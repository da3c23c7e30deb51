/// Test Evaluator - Turn Command Results into Test Results
///
/// **Core Responsibility:**
/// Decide the outcome of one test case from how its command ended and
/// what it printed, and build the student-facing [`TestResult`].
///
/// **Critical Properties:**
/// - Knows nothing about processes or sandboxes, only their classified results
/// - Pure functions: (problem, test case, command result) → test result
/// - Abnormal exits are classified before any output comparison
/// - Secret test cases never reveal input, expected output or captured output
///
/// **Output Matching Rules:**
/// - `Exact`: leading and trailing whitespace trimmed, case-sensitive
/// - `Regex`: the expected output is a pattern that must match a whole
///   line of stdout. A trailing `$i` makes it case-insensitive, `$j`
///   joins all output lines with single spaces first. Empty stdout is
///   one empty line.

use crate::sandbox::executor::signal_name;
use crate::sandbox::{ExitClassification, LimitKind};
use crate::steps::artifacts::{CommandResult, SecretCodes, UNKNOWN_TEST_EXIT};
use judgekit_common::types::{OutputMatch, Problem, TestCase, TestOutcome, TestResult};
use regex::{Regex, RegexBuilder};
use std::sync::OnceLock;
use tracing::warn;

pub const SECRET_OUTPUT: &str = "Secret test - output is not revealed";

pub const TIMEOUT_MESSAGE: &str =
    "Took too long! Check for infinite loops, or recursion without a proper base case";

pub const NOT_STARTED_MESSAGE: &str =
    "Not run: the time limit for the whole submission was exceeded";

/// Normalize output string for comparison
///
/// **Normalization Rules:**
/// - Trim leading whitespace
/// - Trim trailing whitespace
/// - Removes differences in line endings (\r\n vs \n) at the ends
///
/// **Preserves:**
/// - Internal whitespace
/// - Case sensitivity
pub fn normalize_output(output: &str) -> &str {
    output.trim()
}

pub fn short_message(outcome: TestOutcome) -> &'static str {
    match outcome {
        TestOutcome::Passed => "Passed",
        TestOutcome::Failed => "Failed",
        TestOutcome::FailedWithException => "Failed with exception",
        TestOutcome::FailedFromTimeout => "Failed from timeout",
        TestOutcome::FailedBySecurityManager => "Failed by security manager",
        TestOutcome::InternalError => "Internal error",
    }
}

fn regex_options() -> &'static Regex {
    static PATTERN: OnceLock<Regex> = OnceLock::new();
    PATTERN.get_or_init(|| Regex::new(r"\$([ij]+)$").expect("regex option pattern is valid"))
}

/// Expected output parsed as a line pattern.
#[derive(Debug, Clone)]
pub struct OutputPattern {
    regex: Regex,
    join_lines: bool,
}

impl OutputPattern {
    pub fn parse(expected: &str) -> Result<Self, regex::Error> {
        let (body, options) = match regex_options().captures(expected) {
            Some(caps) => {
                let start = caps.get(0).map_or(expected.len(), |m| m.start());
                (&expected[..start], caps[1].to_string())
            }
            None => (expected, String::new()),
        };

        // Anchored so the pattern must cover the whole line.
        let regex = RegexBuilder::new(&format!("^(?:{})$", body))
            .case_insensitive(options.contains('i'))
            .build()?;

        Ok(Self {
            regex,
            join_lines: options.contains('j'),
        })
    }

    /// True when some line of `stdout` matches.
    pub fn matches(&self, stdout: &str) -> bool {
        let mut lines: Vec<&str> = stdout.lines().collect();
        if lines.is_empty() {
            lines.push("");
        }
        if self.join_lines {
            let joined = lines.join(" ");
            return self.regex.is_match(&joined);
        }
        lines.iter().any(|line| self.regex.is_match(line))
    }
}

/// Compare program output with the expected output.
pub fn output_matches(mode: OutputMatch, expected: &str, stdout: &str) -> Result<bool, regex::Error> {
    match mode {
        OutputMatch::Exact => Ok(normalize_output(stdout) == normalize_output(expected)),
        OutputMatch::Regex => Ok(OutputPattern::parse(expected)?.matches(stdout)),
    }
}

/// Outcome and detail for a command that did not exit normally.
pub fn classify_abnormal(result: &CommandResult) -> Option<(TestOutcome, String)> {
    if result.not_started {
        return Some((TestOutcome::FailedFromTimeout, NOT_STARTED_MESSAGE.to_string()));
    }
    match &result.classification {
        ExitClassification::Exited(_) => None,
        ExitClassification::LimitExceeded(LimitKind::WallClock | LimitKind::CpuTime) => {
            Some((TestOutcome::FailedFromTimeout, TIMEOUT_MESSAGE.to_string()))
        }
        ExitClassification::LimitExceeded(LimitKind::FileSize) => Some((
            TestOutcome::FailedBySecurityManager,
            "File size limit exceeded".to_string(),
        )),
        ExitClassification::SecurityViolation => Some((
            TestOutcome::FailedBySecurityManager,
            "Program attempted a forbidden operation".to_string(),
        )),
        ExitClassification::Signaled(sig) => Some((
            TestOutcome::FailedWithException,
            format!("Program terminated by {}", signal_name(*sig)),
        )),
        ExitClassification::SetupFailure(reason) => {
            warn!(reason = %reason, "test command could not be run");
            Some((TestOutcome::InternalError, "The test failed to execute".to_string()))
        }
    }
}

/// Build the student-facing result for one test case.
///
/// ## Arguments
/// * `detail` - why the command ended abnormally, appended to the message
/// * `command` - source of captured output, if the test ran
/// * `actual` - the value the program produced, if known
pub fn build_result(
    outcome: TestOutcome,
    detail: Option<&str>,
    problem: &Problem,
    test: &TestCase,
    command: Option<&CommandResult>,
    actual: Option<&str>,
) -> TestResult {
    let literal = problem.problem_type.is_function_style();
    let mut message = short_message(outcome).to_string();

    if !test.secret {
        message.push_str(&format!(" for input ({})", test.input));
        if literal {
            message.push_str(&format!(", expected output={}", test.expected_output));
            if let Some(actual) = actual.filter(|_| outcome != TestOutcome::Passed) {
                message.push_str(&format!(", actual output={}", actual));
            }
        }
    }
    if let Some(detail) = detail {
        message.push_str(" - ");
        message.push_str(detail);
    }

    let mut result = TestResult::new(outcome, message);
    if !test.secret {
        result.input = Some(test.input.clone());
        result.expected_output = Some(test.expected_output.clone());
        result.actual_output = actual.map(str::to_string);
    }

    if let Some(command) = command {
        result.elapsed_ms = command.elapsed_ms;
        result.output_truncated = command.stdout.truncated || command.stderr.truncated;
        if test.secret {
            result.stdout = SECRET_OUTPUT.to_string();
            result.stderr = SECRET_OUTPUT.to_string();
        } else {
            result.stdout = command.stdout.text.clone();
            result.stderr = command.stderr.text.clone();
        }
    }

    result
}

/// Evaluate a program problem: classify the exit, then compare stdout.
pub fn evaluate_output(problem: &Problem, test: &TestCase, command: &CommandResult) -> TestResult {
    if let Some((outcome, detail)) = classify_abnormal(command) {
        return build_result(outcome, Some(&detail), problem, test, Some(command), None);
    }

    let actual = normalize_output(&command.stdout.text);
    if let ExitClassification::Exited(code) = command.classification {
        if code != 0 && command.profile.reports_exceptions_by_exit() {
            let detail = format!("exit code {}", code);
            return build_result(
                TestOutcome::FailedWithException,
                Some(&detail),
                problem,
                test,
                Some(command),
                Some(actual),
            );
        }
    }

    match output_matches(problem.output_match, &test.expected_output, &command.stdout.text) {
        Ok(true) => build_result(TestOutcome::Passed, None, problem, test, Some(command), Some(actual)),
        Ok(false) => build_result(TestOutcome::Failed, None, problem, test, Some(command), Some(actual)),
        Err(e) => {
            warn!(test_case = %test.name, error = %e, "expected output is not a valid pattern");
            build_result(
                TestOutcome::InternalError,
                Some("expected output is not a valid pattern"),
                problem,
                test,
                Some(command),
                None,
            )
        }
    }
}

/// Evaluate a function problem run through a generated driver.
///
/// The driver's exit code carries the verdict; the last line of stdout is
/// the value the function returned.
pub fn evaluate_function(
    problem: &Problem,
    test: &TestCase,
    command: &CommandResult,
    codes: SecretCodes,
) -> TestResult {
    if let Some((outcome, detail)) = classify_abnormal(command) {
        return build_result(outcome, Some(&detail), problem, test, Some(command), None);
    }

    let actual = command.stdout.text.lines().last().map(str::trim_end);
    let code = match command.classification {
        ExitClassification::Exited(code) => code,
        _ => return build_result(TestOutcome::InternalError, None, problem, test, Some(command), None),
    };

    if code == codes.success {
        build_result(TestOutcome::Passed, None, problem, test, Some(command), actual)
    } else if code == codes.failure {
        build_result(TestOutcome::Failed, None, problem, test, Some(command), actual)
    } else if code == UNKNOWN_TEST_EXIT {
        warn!(test_case = %test.name, "driver did not recognise the test case");
        build_result(
            TestOutcome::InternalError,
            Some("The test failed to execute"),
            problem,
            test,
            Some(command),
            None,
        )
    } else {
        let detail = format!("exit code {}", code);
        build_result(
            TestOutcome::FailedWithException,
            Some(&detail),
            problem,
            test,
            Some(command),
            None,
        )
    }
}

────────────────────────────────────────

- TASK ITEM -
Would you restate, word for word, every line of the listing from its first line through the line with "run: the time"?

- WRITTEN SOLUTION -
repository da3c23c7e30deb51
/// Test Evaluator - Turn Command Results into Test Results
///
/// **Core Responsibility:**
/// Decide the outcome of one test case from how its command ended and
/// what it printed, and build the student-facing [`TestResult`].
///
/// **Critical Properties:**
/// - Knows nothing about processes or sandboxes, only their classified results
/// - Pure functions: (problem, test case, command result) → test result
/// - Abnormal exits are classified before any output comparison
/// - Secret test cases never reveal input, expected output or captured output
///
/// **Output Matching Rules:**
/// - `Exact`: leading and trailing whitespace trimmed, case-sensitive
/// - `Regex`: the expected output is a pattern that must match a whole
///   line of stdout. A trailing `$i` makes it case-insensitive, `$j`
///   joins all output lines with single spaces first. Empty stdout is
///   one empty line.

use crate::sandbox::executor::signal_name;
use crate::sandbox::{ExitClassification, LimitKind};
use crate::steps::artifacts::{CommandResult, SecretCodes, UNKNOWN_TEST_EXIT};
use judgekit_common::types::{OutputMatch, Problem, TestCase, TestOutcome, TestResult};
use regex::{Regex, RegexBuilder};
use std::sync::OnceLock;
use tracing::warn;

pub const SECRET_OUTPUT: &str = "Secret test - output is not revealed";

pub const TIMEOUT_MESSAGE: &str =
    "Took too long! Check for infinite loops, or recursion without a proper base case";

pub const NOT_STARTED_MESSAGE: &str =
    "Not run: the time limit for the whole submission was exceeded";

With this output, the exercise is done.